File, printer sharing options
Connectix DoubleTalk, priced at $US99, is designed to let Mac users access a Windows network, swap files, and use Windows printers.
The program includes a wizard that steps you through the setup process. You tell it the domain and workgroup name, and it does the rest. After you log in to the network, you access shared files through the Mac's Chooser, as you would on an AppleTalk network, but instead of Apple's network protocol, it uses TCP/IP for data transfers.
Thursby Software's $US99 MacSOHO, which was released in late 2000, is a similar product, except you can do only file sharing, not printer sharing.
Macs for Windows users
But if you're a Windows machine in a sea of Macs, you might be better off with Thursby's $US149 TSStalk, which you load onto a PC. The software lets a Windows PC access a Mac network, including files and printers, via AppleTalk. After you set up TSStalk, you access the network just as you would a Windows network, through the Network Neighborhood.

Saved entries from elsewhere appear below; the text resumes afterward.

use desktop_runtime::{DesktopProvider, DesktopShell};
use leptos::*;
use leptos_meta::*;

#[component]
pub fn SiteApp() -> impl IntoView {
    provide_meta_context();

    view! {
        <Title text="BabyWen OS" />
        <Meta name="description" content="A browser desktop with draggable windows, a dock, and a few novelty apps." />

        <main class="site-root">
            <DesktopEntry />
        </main>
    }
}

#[component]
pub fn DesktopEntry() -> impl IntoView {
    view! {
        <DesktopProvider>
            <DesktopShell />
        </DesktopProvider>
    }
}
//! Desktop shell UI composition and interaction surfaces.

mod window;

use std::time::Duration;

use desktop_app_contract::ApplicationId;
use leptos::*;

use self::window::DesktopWindow;

use crate::{
    apps::icon_glyph,
    model::Position,
    reducer::{DesktopAction, PointerTarget},
};

pub use crate::runtime_context::{use_desktop_runtime, DesktopProvider, DesktopRuntimeContext};

const CLOCK_TICK: Duration = Duration::from_secs(1);

/// Inner size of the host browser window, when one exists.
pub(crate) fn host_viewport_size() -> Option<(f64, f64)> {
    #[cfg(target_arch = "wasm32")]
    {
        let window = web_sys::window()?;
        let width = window.inner_width().ok()?.as_f64()?;
        let height = window.inner_height().ok()?.as_f64()?;
        Some((width, height))
    }

    #[cfg(not(target_arch = "wasm32"))]
    {
        None
    }
}

fn pointer_from_pointer_event(ev: &web_sys::PointerEvent) -> Position {
    Position::new(f64::from(ev.client_x()), f64::from(ev.client_y()))
}

#[component]
/// Renders the desktop: top bar, link icons, the window layer, and the dock.
pub fn DesktopShell() -> impl IntoView {
    let runtime = use_desktop_runtime();
    let session = runtime.session;

    let resize_listener = window_event_listener(ev::resize, move |_| {
        if let Some((width, height)) = host_viewport_size() {
            runtime.dispatch_action(DesktopAction::ViewportResized { width, height });
        }
    });
    on_cleanup(move || resize_listener.remove());

    match set_interval_with_handle(
        move || runtime.dispatch_action(DesktopAction::ClockTick),
        CLOCK_TICK,
    ) {
        Ok(handle) => on_cleanup(move || handle.clear()),
        Err(err) => logging::warn!("top bar clock disabled: {err:?}"),
    }

    let on_pointer_move = move |ev: web_sys::PointerEvent| {
        if session.with_untracked(|s| s.drag.is_dragging()) {
            runtime.dispatch_action(DesktopAction::PointerMove {
                pointer: pointer_from_pointer_event(&ev),
            });
        }
    };
    let on_pointer_end = move |_| {
        if session.with_untracked(|s| s.drag.is_dragging()) {
            runtime.dispatch_action(DesktopAction::PointerUp);
        }
    };

    view! {
        <div
            id="desktop-shell-root"
            class="desktop-shell"
            data-device-class=move || session.with(|s| s.viewport.device_class.token())
            on:pointermove=on_pointer_move
            on:pointerup=on_pointer_end
            on:pointercancel=on_pointer_end
        >
            <TopBar />
            <div
                class="desktop-backdrop"
                on:pointerdown=move |ev: web_sys::PointerEvent| {
                    runtime.dispatch_action(DesktopAction::PointerDown {
                        target: PointerTarget::Desktop,
                        pointer: pointer_from_pointer_event(&ev),
                    });
                }
            >
                <DesktopLinks />
            </div>
            <div class="desktop-window-layer">
                <For
                    each=move || {
                        session.with(|s| {
                            s.windows.iter().map(|w| w.id.clone()).collect::<Vec<_>>()
                        })
                    }
                    key=|window_id| window_id.clone()
                    let:window_id
                >
                    <DesktopWindow window_id=window_id />
                </For>
            </div>
            <Dock />
        </div>
    }
}

#[component]
fn TopBar() -> impl IntoView {
    let runtime = use_desktop_runtime();
    let height = move || runtime.session.with(|s| s.viewport.top_bar_height);

    view! {
        <header class="desktop-top-bar" style=move || format!("height:{}px;", height())>
            <span class="desktop-top-bar-status" aria-hidden="true">
                "\u{1F50B} \u{1F4F6} \u{1F50D}"
            </span>
            <time class="desktop-clock">{move || runtime.clock.get()}</time>
        </header>
    }
}

#[component]
fn DesktopLinks() -> impl IntoView {
    let runtime = use_desktop_runtime();
    let links = runtime.catalog.with_value(|catalog| catalog.links().to_vec());

    view! {
        <nav class="desktop-links" aria-label="Desktop links">
            {links
                .into_iter()
                .map(|link| {
                    let url = link.url.clone();
                    view! {
                        <button
                            class="desktop-link"
                            on:click=move |_| {
                                runtime.dispatch_action(DesktopAction::OpenLink { url: url.clone() });
                            }
                        >
                            <span class="desktop-link-icon" aria-hidden="true">
                                {icon_glyph(&link.icon_id)}
                            </span>
                            <span class="desktop-link-label">{link.name}</span>
                        </button>
                    }
                })
                .collect_view()}
        </nav>
    }
}

#[component]
fn Dock() -> impl IntoView {
    let runtime = use_desktop_runtime();
    let entries: Vec<(ApplicationId, String, String)> = runtime.catalog.with_value(|catalog| {
        catalog
            .dock_apps()
            .map(|app| (app.id.clone(), app.title.clone(), app.icon_id.clone()))
            .collect()
    });

    view! {
        <nav class="desktop-dock" aria-label="Dock">
            {entries
                .into_iter()
                .map(|(app_id, title, icon_id)| {
                    let running_id = app_id.clone();
                    let is_running = move || runtime.session.with(|s| s.is_open(&running_id));
                    view! {
                        <button
                            class="dock-item"
                            class:running=is_running
                            aria-label=title.clone()
                            title=title
                            on:click=move |_| {
                                runtime.dispatch_action(DesktopAction::Launch {
                                    app_id: app_id.clone(),
                                });
                            }
                        >
                            <span aria-hidden="true">{icon_glyph(&icon_id)}</span>
                        </button>
                    }
                })
                .collect_view()}
        </nav>
    }
}
//! Playback state for the lofi radio, independent of any audio element.

/// Live lofi radio stream.
pub const LOFI_STREAM_URL: &str = "https://live.hunter.fm/lofi_high";

/// Volume applied to a fresh player.
pub const DEFAULT_VOLUME: f64 = 0.5;

#[derive(Debug, Clone, Copy, PartialEq)]
/// Play/pause flag and volume in `[0, 1]`.
pub struct PlayerState {
    playing: bool,
    volume: f64,
}

impl Default for PlayerState {
    fn default() -> Self {
        Self {
            playing: false,
            volume: DEFAULT_VOLUME,
        }
    }
}

impl PlayerState {
    /// Whether the stream should currently be audible.
    pub fn is_playing(&self) -> bool {
        self.playing
    }

    /// Current volume.
    pub fn volume(&self) -> f64 {
        self.volume
    }

    /// Flips play/pause and returns the new flag.
    pub fn toggle(&mut self) -> bool {
        self.playing = !self.playing;
        self.playing
    }

    /// Stores `volume` clamped into `[0, 1]` and returns the stored value. Non-finite input
    /// keeps the previous volume.
    pub fn set_volume(&mut self, volume: f64) -> f64 {
        if volume.is_finite() {
            self.volume = volume.clamp(0.0, 1.0);
        }
        self.volume
    }

    /// Back to paused; volume is kept.
    pub fn stop(&mut self) {
        self.playing = false;
    }
}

If you need a more robust entrance to a Mac network, Miramar Systems has started shipping the $US199 PC MacLAN for Windows 95, 98, and Millennium Edition. The latest version of this product adds IP networking and two-way printer sharing. See? We can all get along.
But what if you're a former Mac addict who was forced to migrate to a PC? You can get back your beloved Apple menu and Finder with Emulator's SoftMac 2000.
The program runs Mac OS 8.1 over Windows, so you don't just get the look of a Mac, you are actually running it (or a reasonable facsimile thereof). Of course, you'll be about four years out-of-date OS-wise (Apple currently ships Mac OS 9.1, with Mac OS X due in a few months). But you'll still be able to maintain your righteous indignation for those Windoze drones.